Sabe que huir es lo más racional y seguro, pero… ¿Lo correcto? Ella siempre ha
luchado, y lo haría ahora. Pero la cuestión es si existe o no una causa para hacerlo.
Ellos son los Doce Olímpicos, y derramaron demasiada sangre en su momento como
para rendirse ahora sin motivos. Jamás deberían dejarse vencer por nada, y mucho
menos por algo de su propia creación. Y por otro lado…
El poder de los hombres es inmenso, mucho más grande de lo que jamás hubieran
podido imaginar. En parte gracias a (o por culpa de) los dioses, pero también por sus
propios méritos. La Humanidad se ha erigido como la más poderosa de las razas,
capaz de pensar más allá que cualquier otro ser en la Tierra. Y fue precisamente eso, el
pensamiento, lo que acabó con todo.
Un hombre, un sólo hombre, comenzó a dudar y a cuestionarse la amplitud del poder
de los Olímpicos. Relató sus dudas a otro, que a su vez se lo contó a otro, y a otro… Y
en el mundo se formó el arma más temida por los dioses, pero especialmente por
Atenea, que conocía mejor que nadie su poder de alcance.
En el mundo se formó una idea.
Los hombres comenzaron a pensar que, si se unían, su poder sería infinitamente mayor
que el de los dioses…Y así fue. La ira por todos aquellos años vividos en la mentira
surgió en sus cuerpos, y el deseo de venganza poseyó sus almas.
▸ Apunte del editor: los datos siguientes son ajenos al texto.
//! Quiz answer recording and scoring.

use std::collections::BTreeMap;

use serde::Serialize;
use tracing::{debug, info};

use crate::error::QuizError;

use super::bank::QuestionBank;

/// Result of a scored quiz.
#[derive(Debug, Clone, Copy, PartialEq, Eq, Serialize)]
pub struct Score {
    /// Answers matching the correct option
    pub correct: usize,
    /// Questions in the bank
    pub total: usize,
}

/// Award tier for a score.
#[derive(Debug, Clone, Copy, PartialEq, Eq, Serialize)]
#[serde(rename_all = "snake_case")]
pub enum Medal {
    /// Every answer correct
    Perfect,
    /// At least 80 %
    Gold,
    /// At least 60 %
    Silver,
    /// Below 60 %
    Study,
}

impl Score {
    /// Percentage of correct answers, rounded to the nearest integer.
    #[must_use]
    pub fn percent(&self) -> u32 {
        if self.total == 0 {
            return 0;
        }
        let pct = (self.correct * 200 + self.total) / (self.total * 2);
        u32::try_from(pct).unwrap_or(100)
    }

    /// Award tier for this score.
    #[must_use]
    pub const fn medal(&self) -> Medal {
        // integer forms of correct/total >= 0.8 and >= 0.6
        if self.correct == self.total {
            Medal::Perfect
        } else if self.correct * 5 >= self.total * 4 {
            Medal::Gold
        } else if self.correct * 5 >= self.total * 3 {
            Medal::Silver
        } else {
            Medal::Study
        }
    }
}

/// Answers recorded so far and the frozen score, if submitted.
#[derive(Debug, Clone, PartialEq, Eq, Default, Serialize)]
pub struct QuizState {
    answers: BTreeMap<u32, usize>,
    score: Option<Score>,
}

impl QuizState {
    /// Chosen answer index for a question, if any.
    #[must_use]
    pub fn answer(&self, question: u32) -> Option<usize> {
        self.answers.get(&question).copied()
    }

    /// All recorded answers keyed by question id.
    #[must_use]
    pub const fn answers(&self) -> &BTreeMap<u32, usize> {
        &self.answers
    }

    /// Number of questions answered.
    #[must_use]
    pub fn answered(&self) -> usize {
        self.answers.len()
    }

    /// Score frozen by the last submission.
    #[must_use]
    pub const fn score(&self) -> Option<Score> {
        self.score
    }
}

/// Per-question feedback after scoring.
#[derive(Debug, Clone, Serialize)]
pub struct QuestionReview {
    /// Question id
    pub id: u32,
    /// Question text
    pub question: String,
    /// The option the user chose
    pub chosen: String,
    /// The correct option
    pub correct: String,
    /// Whether the chosen option was correct
    pub is_correct: bool,
    /// Explanation of the correct answer
    pub explanation: String,
}

/// Records answers against a [`QuestionBank`] and scores them.
#[derive(Debug, Clone)]
pub struct QuizEngine {
    bank: QuestionBank,
    state: QuizState,
}

impl QuizEngine {
    /// Creates an engine with no answers recorded.
    #[must_use]
    pub fn new(bank: QuestionBank) -> Self {
        Self {
            bank,
            state: QuizState::default(),
        }
    }

    /// The question bank.
    #[must_use]
    pub const fn bank(&self) -> &QuestionBank {
        &self.bank
    }

    /// Current quiz state.
    #[must_use]
    pub const fn state(&self) -> &QuizState {
        &self.state
    }

    /// Stores or overwrites the answer to one question.
    ///
    /// # Errors
    ///
    /// - [`QuizError::AlreadySubmitted`] once the quiz has been scored
    /// - [`QuizError::UnknownQuestion`] if the id is not in the bank
    /// - [`QuizError::AnswerOutOfRange`] if the index has no option
    pub fn record_answer(&mut self, question: u32, index: usize) -> Result<&QuizState, QuizError> {
        if self.state.score.is_some() {
            return Err(QuizError::AlreadySubmitted);
        }
        let q = self
            .bank
            .get(question)
            .ok_or(QuizError::UnknownQuestion(question))?;
        if index >= q.options.len() {
            return Err(QuizError::AnswerOutOfRange {
                question,
                index,
                options: q.options.len(),
            });
        }

        let mut next = self.state.clone();
        next.answers.insert(question, index);
        self.state = next;
        debug!(question, index, "quiz answer recorded");
        Ok(&self.state)
    }

    /// Scores the quiz and freezes the result.
    ///
    /// Submitting again returns the frozen score.
    ///
    /// # Errors
    ///
    /// Returns [`QuizError::IncompleteQuiz`] unless every question in the
    /// bank has an answer.
    pub fn submit(&mut self) -> Result<Score, QuizError> {
        if let Some(score) = self.state.score {
            return Ok(score);
        }

        let total = self.bank.len();
        let answered = self
            .bank
            .questions()
            .iter()
            .filter(|q| self.state.answers.contains_key(&q.id))
            .count();
        if answered < total {
            return Err(QuizError::IncompleteQuiz { answered, total });
        }

        let correct = self
            .bank
            .questions()
            .iter()
            .filter(|q| self.state.answer(q.id) == Some(q.correct))
            .count();
        let score = Score { correct, total };

        self.state = QuizState {
            score: Some(score),
            ..self.state.clone()
        };
        info!(correct, total, "quiz submitted");
        Ok(score)
    }

    /// Clears answers and score.
    pub fn retake(&mut self) -> &QuizState {
        self.state = QuizState::default();
        debug!("quiz reset for retake");
        &self.state
    }

    /// Per-question feedback, available once the quiz has been scored.
    #[must_use]
    pub fn review(&self) -> Option<Vec<QuestionReview>> {
        self.state.score?;
        Some(
            self.bank
                .questions()
                .iter()
                .map(|q| {
                    let chosen = self.state.answer(q.id);
                    QuestionReview {
                        id: q.id,
                        question: q.question.clone(),
                        chosen: chosen
                            .and_then(|i| q.options.get(i))
                            .cloned()
                            .unwrap_or_default(),
                        correct: q.options.get(q.correct).cloned().unwrap_or_default(),
                        is_correct: chosen == Some(q.correct),
                        explanation: q.explanation.clone(),
                    }
                })
                .collect(),
        )
    }
}

#[cfg(test)]
mod tests {
    use super::*;
    use crate::quiz::builtin_bank;

    const CORRECT: [(u32, usize); 5] = [(1, 1), (2, 1), (3, 2), (4, 2), (5, 1)];

    fn answered(answers: &[(u32, usize)]) -> QuizEngine {
        let mut engine = QuizEngine::new(builtin_bank());
        for &(q, a) in answers {
            engine.record_answer(q, a).unwrap();
        }
        engine
    }

    #[test]
    fn all_correct_scores_five() {
        let mut engine = answered(&CORRECT);
        assert_eq!(engine.submit(), Ok(Score { correct: 5, total: 5 }));
    }

    #[test]
    fn one_wrong_scores_four() {
        let mut answers = CORRECT;
        answers[2] = (3, 0);
        let mut engine = answered(&answers);
        assert_eq!(engine.submit(), Ok(Score { correct: 4, total: 5 }));
    }

    #[test]
    fn four_of_five_is_incomplete() {
        let mut engine = answered(&CORRECT[..4]);
        assert_eq!(
            engine.submit(),
            Err(QuizError::IncompleteQuiz {
                answered: 4,
                total: 5
            })
        );
        assert!(engine.state().score().is_none());
    }

    #[test]
    fn overwrite_answer() {
        let mut engine = answered(&[(1, 0)]);
        engine.record_answer(1, 1).unwrap();
        assert_eq!(engine.state().answer(1), Some(1));
        assert_eq!(engine.state().answered(), 1);
    }

    #[test]
    fn unknown_question_rejected() {
        let mut engine = QuizEngine::new(builtin_bank());
        assert_eq!(
            engine.record_answer(42, 0).unwrap_err(),
            QuizError::UnknownQuestion(42)
        );
    }

    #[test]
    fn out_of_range_answer_rejected() {
        let mut engine = QuizEngine::new(builtin_bank());
        assert_eq!(
            engine.record_answer(1, 4).unwrap_err(),
            QuizError::AnswerOutOfRange {
                question: 1,
                index: 4,
                options: 4
            }
        );
    }

    #[test]
    fn score_is_frozen() {
        let mut engine = answered(&CORRECT);
        let first = engine.submit().unwrap();
        assert_eq!(
            engine.record_answer(1, 0).unwrap_err(),
            QuizError::AlreadySubmitted
        );
        assert_eq!(engine.submit().unwrap(), first);
    }

    #[test]
    fn retake_clears_everything() {
        let mut engine = answered(&CORRECT);
        engine.submit().unwrap();
        let state = engine.retake();
        assert_eq!(state, &QuizState::default());
        assert!(engine.record_answer(1, 0).is_ok());
    }

    #[test]
    fn review_after_submit() {
        let mut answers = CORRECT;
        answers[0] = (1, 0);
        let mut engine = answered(&answers);
        assert!(engine.review().is_none());
        engine.submit().unwrap();
        let review = engine.review().unwrap();
        assert_eq!(review.len(), 5);
        assert!(!review[0].is_correct);
        assert_eq!(review[0].chosen, "20-30%");
        assert_eq!(review[0].correct, "40-60%");
        assert!(review[1].is_correct);
    }

    #[test]
    fn medals() {
        let s = |correct| Score { correct, total: 5 };
        assert_eq!(s(5).medal(), Medal::Perfect);
        assert_eq!(s(4).medal(), Medal::Gold);
        assert_eq!(s(3).medal(), Medal::Silver);
        assert_eq!(s(2).medal(), Medal::Study);
    }

    #[test]
    fn percent_rounds() {
        assert_eq!(Score { correct: 4, total: 5 }.percent(), 80);
        assert_eq!(Score { correct: 2, total: 3 }.percent(), 67);
        assert_eq!(Score { correct: 1, total: 3 }.percent(), 33);
        assert_eq!(Score { correct: 0, total: 0 }.percent(), 0);
    }
}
Fue entonces cuando comenzaron las conocidas como Traiciones de la Humanidad.
La mayoría de los dioses no las tomaron en serio en su inicio: siempre había habido
infieles, y siempre los habría. Sin embargo, cuando los traidores dejaron de destruir
altares para destruir templos, y hasta los más devotos negaron sus ofrendas a los
Olímpicos, las sospechas de Atenea se tornaron realidad, y el resto de los dioses no
pudieron negar más sus advertencias.
Y ahora ahí están, a punto de huir, sin saber a dónde, sin saber cómo…
Atenea suspira, y cierra los ojos.
—Somos los dioses del Olimpo. —dice la diosa Atenea, con la voz serena y los ojos
glaucos mirando hacia el horizonte. —Sea reinando sobre el mundo o en la sombra, sea
en guerra o en paz. En lo bueno, pero también en lo malo. Somos los dioses del
Olimpo, hermanos. Y nunca nadie, jamás, podrá derrotarnos.